A importância das termoclinas na pesca à linha - Capítulo 3


Neste último capítulo dedicado às termoclinas, parece-me ser interessante analisarmos um pouco melhor a questão da temperatura das águas.
Em termos locais, há outros factores com influência decisiva na nossa pesca, como a quantidade de radiação solar diária, a transparências das águas, ou seja, a quantidade de sedimentos, a profundidade, a predação humana, os ventos, as marés, a quantidade de alimento disponível, que efectivamente contam bastante. E há as diferenças de temperatura das águas. Podemos ter sentido crítico e achar que pescar numa zona apinhada de caranguejo pilado pode ser diferente de não haver nenhum, conseguimos deduzir que não seja igual, mas não nos incomoda saber que a água está 3º C mais fria do que o habitual. E por acaso, até é um factor bem mais decisivo. Gostaria que ficassem com a ideia de que estas variações de temperatura podem ser bem mais problemáticas e difíceis de resolver que muitos outros factores. Obrigam a muito mais trabalho, a mais tempo de sonda, de procura do peixe. Temos de procurar saber para onde foi o peixe, ou se quiserem, para onde foi obrigado a ir.
Por vezes isso implica deslocações de centenas ou de milhares de metros. E aqui estamos a considerar apenas um quadro de uma dificuldade pontual de um cardume de peixes, algo muito localizado.
Mas a questão das termoclinas não é apenas um fenómeno local, e por isso não é possível analisar de forma tão pontual, tão restrita, um fenómeno que é antes de mais …global. Quando analisamos estes fenómenos, devemos pensar numa escala com uma magnitude bem superior, que afecta não um cardume mas milhares de cardumes de peixes.
O que podemos fazer é listar os princípios técnicos, para que consigamos entender algumas das razões que levam a comportamentos estranhos, sobretudo de indiferença e letargia, por parte dos nossos peixes. Vejamos alguns detalhes:




O ritmo diário de aquecimento das águas é pouco significativo, dado que falamos de ordens de valores enormes, para que possam depender de um dia apenas. Digamos que não se aquece a água do oceano com…um fósforo.
Mas tudo conta, tudo é relevante, na obtenção de um resultado final. Por definição, a água tem melhor condução térmica que a terra. Durante a manhã, a camada superficial da água aquece um pouco, e vai superando a temperatura a que se encontra a termoclina que fica por baixo.
Digamos que a meio do dia, é natural que, pelo menos em águas superficiais, a temperatura esteja alguns graus acima das águas profundas. À noite, o fenómeno inverte-se. Quando começa a entardecer, a atmosfera arrefece e começa a absorver calor e as águas do mar a ceder esse calor, pelo que nesse período, são as águas profundas a ter alguns graus acima de temperatura média. Isto durante o espaço de um dia apenas, espaço que não é particularmente relevante, mas pode não nos ajudar muito.
Quando consideramos uma estação do ano, por exemplo o Inverno, temos que por norma as águas profundas são mais quentes que as águas superficiais. E por isso os nossos peixinhos afundam, à procura da sua zona de conforto térmico. Vimos isto ontem, recordam-se?
Por oposição, no Verão as águas profundas são mais frias. E os nossos peixinhos aproximam-se da costa. Entendem agora a razão de haver migrações de peixes ao longo do ano? Falamos de migrações verticais, perpendiculares à costa.
Por isso, e para aqueles que querem pescar no mesmo sitio, da mesma forma, com as mesmas iscas ao longo de todo o ano e querem obter os mesmos resultados, ….esqueçam. O peixe muda e eles vão ter de mudar a sua forma de pescar, se quiserem continuar a pescar os mesmos peixes.

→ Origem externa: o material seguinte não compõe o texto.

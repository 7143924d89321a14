//! Client reconciliation store.
//!
//! A single task owns [`ReconciliationState`] and applies [`StoreEvent`]s one
//! at a time, so pushed events, REST results and user commands never race.
//! Every applied event publishes a fresh snapshot on a `watch` channel.
//! Effects run in their own tasks and report back as new events.

pub mod reducer;
pub mod state;

use std::sync::Arc;

use tokio::sync::{broadcast, mpsc, watch};

use crate::api::ChatApi;

pub use reducer::{Effect, RECONNECTING_NOTICE, StoreEvent};
pub use state::{ConversationSummary, ReconciliationState};

const NOTIFICATION_CAPACITY: usize = 32;

/// Cloneable handle to a running store.
///
/// The store task stops once every handle is dropped.
#[derive(Debug, Clone)]
pub struct StoreHandle {
    events: mpsc::UnboundedSender<StoreEvent>,
    snapshots: watch::Receiver<ReconciliationState>,
    notifications: broadcast::Sender<String>,
}

impl StoreHandle {
    /// Queue an event. Returns `false` if the store has stopped.
    pub fn dispatch(&self, event: StoreEvent) -> bool {
        self.events.send(event).is_ok()
    }

    /// Latest published state.
    pub fn snapshot(&self) -> ReconciliationState {
        self.snapshots.borrow().clone()
    }

    pub fn subscribe(&self) -> watch::Receiver<ReconciliationState> {
        self.snapshots.clone()
    }

    /// Notifications about conversations other than the open one.
    pub fn notifications(&self) -> broadcast::Receiver<String> {
        self.notifications.subscribe()
    }
}

/// Start the store task for `self_id`.
///
/// Must be called from within a tokio runtime.
pub fn spawn_store(self_id: impl Into<String>, api: Arc<dyn ChatApi>) -> StoreHandle {
    let state = ReconciliationState::new(self_id);
    let (events_tx, events_rx) = mpsc::unbounded_channel();
    let (snapshot_tx, snapshot_rx) = watch::channel(state.clone());
    let (notify_tx, _) = broadcast::channel(NOTIFICATION_CAPACITY);

    let store = Store {
        state,
        api,
        events: events_tx.downgrade(),
        snapshots: snapshot_tx,
        notifications: notify_tx.clone(),
    };
    tokio::spawn(store.run(events_rx));

    StoreHandle {
        events: events_tx,
        snapshots: snapshot_rx,
        notifications: notify_tx,
    }
}

struct Store {
    state: ReconciliationState,
    api: Arc<dyn ChatApi>,
    events: mpsc::WeakUnboundedSender<StoreEvent>,
    snapshots: watch::Sender<ReconciliationState>,
    notifications: broadcast::Sender<String>,
}

impl Store {
    async fn run(mut self, mut events: mpsc::UnboundedReceiver<StoreEvent>) {
        tracing::debug!("Store started for '{}'", self.state.self_id);
        while let Some(event) = events.recv().await {
            let effects = self.state.apply(event);
            self.snapshots.send_replace(self.state.clone());
            for effect in effects {
                self.execute(effect);
            }
        }
        tracing::debug!("Store stopped for '{}'", self.state.self_id);
    }

    fn execute(&self, effect: Effect) {
        if let Effect::Notify(text) = effect {
            // 受信者がいなければ捨てる
            let _ = self.notifications.send(text);
            return;
        }
        let Some(events) = self.events.upgrade() else {
            return;
        };
        let api = Arc::clone(&self.api);
        tokio::spawn(async move {
            for event in run_effect(api.as_ref(), effect).await {
                if events.send(event).is_err() {
                    break;
                }
            }
        });
    }
}

/// Perform one REST effect and turn its outcome into events.
async fn run_effect(api: &dyn ChatApi, effect: Effect) -> Vec<StoreEvent> {
    match effect {
        Effect::FetchHistory(peer) => match api.fetch_history(&peer).await {
            Ok(messages) => vec![StoreEvent::HistoryLoaded { peer, messages }],
            Err(e) => vec![failed(format!("Failed to load conversation with {}", peer), e)],
        },
        Effect::MarkSeen(peer) => match api.mark_seen(&peer).await {
            Ok(updated) => {
                tracing::debug!("Marked {} message(s) from '{}' as seen", updated, peer);
                vec![]
            }
            Err(e) => vec![failed(format!("Failed to mark {} as seen", peer), e)],
        },
        Effect::Refresh => {
            let (peers, counts) = tokio::join!(api.list_peers(), api.unread_counts());
            let mut events = Vec::with_capacity(2);
            match peers {
                Ok(peers) => events.push(StoreEvent::PeersLoaded(peers)),
                Err(e) => events.push(failed("Failed to load conversations".to_string(), e)),
            }
            match counts {
                Ok(counts) => events.push(StoreEvent::UnreadCountsLoaded(counts)),
                Err(e) => events.push(failed("Failed to load unread counts".to_string(), e)),
            }
            events
        }
        Effect::SendMessage { peer, text } => match api.send_message(&peer, &text).await {
            Ok(message) => vec![StoreEvent::MessageSent(message)],
            Err(e) => vec![failed(format!("Failed to send message to {}", peer), e)],
        },
        Effect::EditMessage { id, text } => match api.edit_message(&id, &text).await {
            Ok(message) => vec![StoreEvent::MessageEdited(message)],
            Err(e) => vec![failed(format!("Failed to edit message {}", id), e)],
        },
        Effect::Notify(_) => vec![],
    }
}

fn failed(context: String, error: crate::error::ClientError) -> StoreEvent {
    tracing::warn!("{}: {}", context, error);
    StoreEvent::RequestFailed(format!("{}: {}", context, error))
}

A temperatura da água é um dos factores ecológicos mais importantes para os peixes, sendo que a tolerância a temperaturas extremas depende da espécie, do estágio de desenvolvimento e do período de aclimatação a que foram submetidos os organismos. Não é igual que isso aconteça no início ou no fim da estação do ano em consideração. Ter ou não ter gorduras de reserva faz muita diferença. Os nossos sargos e robalos, por exemplo, toleram bem melhor que outros peixes as diferenças de temperatura. Mas ainda assim, sofrem com elas.
Se quisermos teorizar o tema de hoje, será algo como isto:
O calor específico é a quantidade de calor que deve ser fornecida para que 1 g de substância tenha a sua temperatura elevada em 1°C. Cada substância possui um determinado valor de calor específico, que é geralmente expresso em cal/g.°C.
Quanto maior for o calor específico de uma substância, maior será a quantidade de calor que deverá ser fornecida ou retirada dela para que ocorram variações de temperatura. A água do mar, quando comparada com várias outras substâncias, possui o maior calor específico, que corresponde a 1 cal/g.ºC.
Temperatura é uma medida microscópica para o movimento de oscilação descrito por átomos e moléculas de um corpo. Temperatura e calor são conceitos bastante próximos, embora tenham significados bem distintos para a termologia. Enquanto o calor é uma forma de energia, a temperatura é uma medida da energia cinética de todos os átomos e moléculas constituintes de um corpo. Macroscopicamente, a temperatura é percebida pelas sensações de quente e frio, e pode ser descrita por meio de um grande número de escalas termométricas. Isto pouco nos diz sobre as necessidades dos nossos peixes, mas é importante saber que teremos de adaptar as nossas técnicas de pesca ao meio em que os nossos peixes vivem. Se as águas estão frias, de pouco serve uma pesca muito rápida, muito brusca, porque os peixes não conseguirão corresponder. Aí, para quem pesca com artificiais, a lentidão de movimentos dá seguramente muito melhores resultados.
Para aqueles que têm alguma experiência de pesca em águas doces, sabem que pescar achigãs em águas geladas, ou trutas em águas quentes, é tempo perdido. Em geral, para cada espécie existem faixas de temperatura ideais para o crescimento e alimentação, podendo estas ser diferentes nas fases adulta e jovem. É também notadamente conhecida a influência das mudanças de temperatura na reprodução ou na migração. O peixe move-se por necessidade imperiosa e absoluta.
A temperatura da água, a quantidade de oxigénio dissolvido e o efeito da presença ou ausência de comida, são factores intimamente relacionados no ambiente aquático. Com o paulatino aumento de temperatura da água do mar, a partir da primavera, há também um aumento da taxa metabólica dos organismos, acarretando maiores gastos energéticos, consumo de oxigénio e, consequentemente, maior necessidade de ingerir alimentos. Águas a temperaturas baixas não nos ajudam a pescar mais. Mas também as águas demasiado quentes trazem problemas para os nossos bichinhos, cuja temperatura corporal está intimamente indexada ao ambiente marinho em que vivem. Vejamos como, nas linha abaixo.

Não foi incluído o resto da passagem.